A decent company has an insurance for such cases and victims are compensated by the insurance. But, oh, this is Qatar.
Their should be a safety training’s to all who will live there, what is the use of the fire extinguishers if they don’t how to use it…
After having purchased a World Cup with a few bribes here and there, the govt of Qatar has dealt itself a bad hand at lying. Now the world knows qatar has more than enough money to accomplish literally anything. So by not treating the very same workers who are building their show with some human dignity, it is clear the problem is simply that they do not care. As long as it doesn’t make it in the news they are happy to sweep it under the rug.
This morning I had to “rescue” my maid’s son from the grips of a poorly run cleaning company where he lived, in the SLUM area near Sofitel. NO FOOD, NO WATER. After some negotiation we got his exit permit and I will be sending him home tonight with an air ticket I purchased.
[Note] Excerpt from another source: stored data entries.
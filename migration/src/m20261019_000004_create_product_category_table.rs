use sea_orm_migration::{prelude::*, schema::*};

use crate::{
    m20261019_000002_create_category_table::Category,
    m20261019_000003_create_product_table::Product,
};

static FK_PRODUCT_CATEGORY_PRODUCT_ID: &str = "fk_product_category_product_id";
static FK_PRODUCT_CATEGORY_CATEGORY_ID: &str = "fk_product_category_category_id";

#[derive(DeriveMigrationName)]
pub struct Migration;

#[async_trait::async_trait]
impl MigrationTrait for Migration {
    async fn up(&self, manager: &SchemaManager) -> Result<(), DbErr> {
        manager
            .create_table(
                Table::create()
                    .table(ProductCategory::Table)
                    .if_not_exists()
                    .col(pk_auto(ProductCategory::Id))
                    .col(integer(ProductCategory::ProductId))
                    .col(integer(ProductCategory::CategoryId))
                    .to_owned(),
            )
            .await?;

        manager
            .create_foreign_key(
                ForeignKey::create()
                    .name(FK_PRODUCT_CATEGORY_PRODUCT_ID)
                    .from_tbl(ProductCategory::Table)
                    .from_col(ProductCategory::ProductId)
                    .to_tbl(Product::Table)
                    .to_col(Product::Id)
                    .to_owned(),
            )
            .await?;

        manager
            .create_foreign_key(
                ForeignKey::create()
                    .name(FK_PRODUCT_CATEGORY_CATEGORY_ID)
                    .from_tbl(ProductCategory::Table)
                    .from_col(ProductCategory::CategoryId)
                    .to_tbl(Category::Table)
                    .to_col(Category::Id)
                    .to_owned(),
            )
            .await?;

        Ok(())
    }

    async fn down(&self, manager: &SchemaManager) -> Result<(), DbErr> {
        manager
            .drop_foreign_key(
                ForeignKey::drop()
                    .name(FK_PRODUCT_CATEGORY_CATEGORY_ID)
                    .table(ProductCategory::Table)
                    .to_owned(),
            )
            .await?;

        manager
            .drop_foreign_key(
                ForeignKey::drop()
                    .name(FK_PRODUCT_CATEGORY_PRODUCT_ID)
                    .table(ProductCategory::Table)
                    .to_owned(),
            )
            .await?;

        manager
            .drop_table(Table::drop().table(ProductCategory::Table).to_owned())
            .await?;

        Ok(())
    }
}

#[derive(DeriveIden)]
enum ProductCategory {
    Table,
    Id,
    ProductId,
    CategoryId,
}
use serde::{Deserialize, Serialize};

/// The response when an error occurs with an API request
#[derive(Serialize, Deserialize)]
#[cfg_attr(feature = "server", derive(utoipa::ToSchema))]
pub struct ErrorDto {
    /// The error message
    pub error: String,
}

/// Successful operation result with a human readable message
#[derive(Debug, Serialize, Deserialize)]
#[cfg_attr(feature = "server", derive(utoipa::ToSchema))]
pub struct ApiResponse<T> {
    pub data: T,
    pub message: String,
}

impl<T> ApiResponse<T> {
    pub fn new(data: T, message: impl Into<String>) -> Self {
        Self {
            data,
            message: message.into(),
        }
    }
}

/// Request body for checking whether a name is free to use
#[derive(Debug, Clone, Serialize, Deserialize)]
#[cfg_attr(feature = "server", derive(utoipa::ToSchema))]
pub struct VerifyNameDto {
    pub name: String,
    /// Record being renamed, excluded from the check
    pub id: Option<i32>,
}

#[derive(Debug, Clone, Serialize, Deserialize)]
#[cfg_attr(feature = "server", derive(utoipa::ToSchema))]
pub struct NameAvailabilityDto {
    pub name: String,
    pub available: bool,
}
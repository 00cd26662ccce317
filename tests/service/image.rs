//! Tests for ProductImageService covering thumbnail handling, the image delete guards
//! and media store interaction.

use apotek::server::{
    error::{invariant::InvariantError, lookup::LookupError, Error},
    service::image::ProductImageService,
};
use entity::prelude::*;
use sea_orm::{ColumnTrait, EntityTrait, PaginatorTrait, QueryFilter};

use super::*;
use crate::util::png;

async fn thumbnail_count(test: &TestContext, product_id: i32) -> Result<u64, TestError> {
    Ok(ProductImage::find()
        .filter(entity::product_image::Column::ProductId.eq(product_id))
        .filter(entity::product_image::Column::IsThumbnail.eq(true))
        .count(&test.db)
        .await?)
}

/// Tests thumbnail assignment across uploads.
///
/// Verifies that the first upload becomes the thumbnail without asking, and that a
/// later upload flagged as thumbnail takes the flag over.
///
/// Expected: second image is the single thumbnail
#[tokio::test]
async fn moves_thumbnail_to_flagged_upload() -> Result<(), TestError> {
    let test = TestBuilder::new()
        .with_catalog_tables()
        .with_upload_endpoint("https://cdn.test/product/front.png", 2)
        .build()
        .await?;
    let product = test.catalog().insert_product("Paracetamol", false).await?;
    let media = test.media_client();
    let service = ProductImageService::new(&test.db, &media);

    let first = service
        .upload_product_image(product.id, png("front.png"), false)
        .await
        .map_err(service_err)?
        .data;
    assert!(first.is_thumbnail);
    assert_eq!(first.image_url, "https://cdn.test/product/front.png");

    let second = service
        .upload_product_image(product.id, png("back.png"), true)
        .await
        .map_err(service_err)?
        .data;
    assert!(second.is_thumbnail);

    let first = ProductImage::find_by_id(first.id).one(&test.db).await?.unwrap();
    assert!(!first.is_thumbnail);
    assert_eq!(thumbnail_count(&test, product.id).await?, 1);
    test.assert_mocks();

    Ok(())
}

/// Tests that the image limit is checked before anything is uploaded.
///
/// Expected: Err with ImageLimit and no upload request
#[tokio::test]
async fn rejects_upload_over_limit() -> Result<(), TestError> {
    let test = TestBuilder::new()
        .with_catalog_tables()
        .with_upload_endpoint("https://cdn.test/product/extra.png", 0)
        .build()
        .await?;
    let product = test.catalog().insert_product("Paracetamol", false).await?;
    test.catalog().insert_image(product.id, true).await?;
    for _ in 0..4 {
        test.catalog().insert_image(product.id, false).await?;
    }
    let media = test.media_client();

    let result = ProductImageService::new(&test.db, &media)
        .upload_product_image(product.id, png("extra.png"), false)
        .await;

    assert!(matches!(
        result,
        Err(Error::InvariantError(InvariantError::ImageLimit(5)))
    ));
    test.assert_mocks();

    Ok(())
}

/// Tests switching the thumbnail to another image.
///
/// Expected: chosen image is the single thumbnail
#[tokio::test]
async fn updates_thumbnail() -> Result<(), TestError> {
    let test = test_setup_with_catalog_tables!()?;
    let product = test.catalog().insert_product("Paracetamol", true).await?;
    test.catalog().insert_image(product.id, true).await?;
    let other = test.catalog().insert_image(product.id, false).await?;
    let media = test.media_client();

    let updated = ProductImageService::new(&test.db, &media)
        .update_to_thumbnail(other.id)
        .await
        .map_err(service_err)?
        .data;

    assert!(updated.is_thumbnail);
    assert_eq!(thumbnail_count(&test, product.id).await?, 1);

    Ok(())
}

/// Tests deleting the only image of an unpublished product.
///
/// Verifies that neither the thumbnail nor the last image guard applies to a draft with
/// a single image, and that the file is removed from the media store.
///
/// Expected: Ok with the product left without images
#[tokio::test]
async fn deletes_only_image_of_draft() -> Result<(), TestError> {
    let test = TestBuilder::new()
        .with_catalog_tables()
        .with_destroy_endpoint(1)
        .build()
        .await?;
    let product = test.catalog().insert_product("Paracetamol", false).await?;
    let image = test.catalog().insert_image(product.id, true).await?;
    let media = test.media_client();

    let result = ProductImageService::new(&test.db, &media)
        .delete_product_image(image.id)
        .await;

    assert!(result.is_ok());
    let remaining = ProductImage::find()
        .filter(entity::product_image::Column::ProductId.eq(product.id))
        .count(&test.db)
        .await?;
    assert_eq!(remaining, 0);
    test.assert_mocks();

    Ok(())
}

/// Tests the thumbnail delete guards.
///
/// Expected: CannotDeleteThumbnail while other images exist, then
/// CannotDeletePublishedThumbnail once it is the last image of a published product
#[tokio::test]
async fn rejects_deleting_thumbnail() -> Result<(), TestError> {
    let test = test_setup_with_catalog_tables!()?;
    let product = test.catalog().insert_product("Paracetamol", true).await?;
    let thumbnail = test.catalog().insert_image(product.id, true).await?;
    let other = test.catalog().insert_image(product.id, false).await?;
    let media = test.media_client();
    let service = ProductImageService::new(&test.db, &media);

    let result = service.delete_product_image(thumbnail.id).await;
    assert!(matches!(
        result,
        Err(Error::InvariantError(InvariantError::CannotDeleteThumbnail))
    ));

    ProductImage::delete_by_id(other.id).exec(&test.db).await?;

    let result = service.delete_product_image(thumbnail.id).await;
    assert!(matches!(
        result,
        Err(Error::InvariantError(InvariantError::CannotDeletePublishedThumbnail))
    ));

    Ok(())
}

/// Tests deleting an image of a soft-deleted product.
///
/// Expected: Err with ProductGone
#[tokio::test]
async fn rejects_image_of_deleted_product() -> Result<(), TestError> {
    let test = test_setup_with_catalog_tables!()?;
    let product = test.catalog().insert_deleted_product("Paracetamol").await?;
    test.catalog().insert_image(product.id, true).await?;
    let other = test.catalog().insert_image(product.id, false).await?;
    let media = test.media_client();

    let result = ProductImageService::new(&test.db, &media)
        .delete_product_image(other.id)
        .await;

    assert!(matches!(
        result,
        Err(Error::LookupError(LookupError::ProductGone(_)))
    ));

    Ok(())
}

/// Tests that a failing file removal does not undo a committed image delete.
///
/// Expected: Ok with the image row gone despite the media store answering 500
#[tokio::test]
async fn delete_survives_media_failure() -> Result<(), TestError> {
    let test = TestBuilder::new()
        .with_catalog_tables()
        .with_failing_destroy_endpoint(1)
        .build()
        .await?;
    let product = test.catalog().insert_product("Paracetamol", false).await?;
    test.catalog().insert_image(product.id, true).await?;
    let other = test.catalog().insert_image(product.id, false).await?;
    let media = test.media_client();

    let result = ProductImageService::new(&test.db, &media)
        .delete_product_image(other.id)
        .await;

    assert!(result.is_ok());
    assert!(ProductImage::find_by_id(other.id)
        .one(&test.db)
        .await?
        .is_none());
    test.assert_mocks();

    Ok(())
}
This is a drop in the ocean of the slave labor camps around doha. If your stomach churns at the sight of this injustice, then I suggest we start voicing this concern more energetically. All you have to do is take pictures. Take them all day long. At the end of the day…publish them. Wherever. Facebook, instagram, twitter, google, media outlets.
Use hashtags about qatar, world cup, slave labor…all the words synonymous with this place.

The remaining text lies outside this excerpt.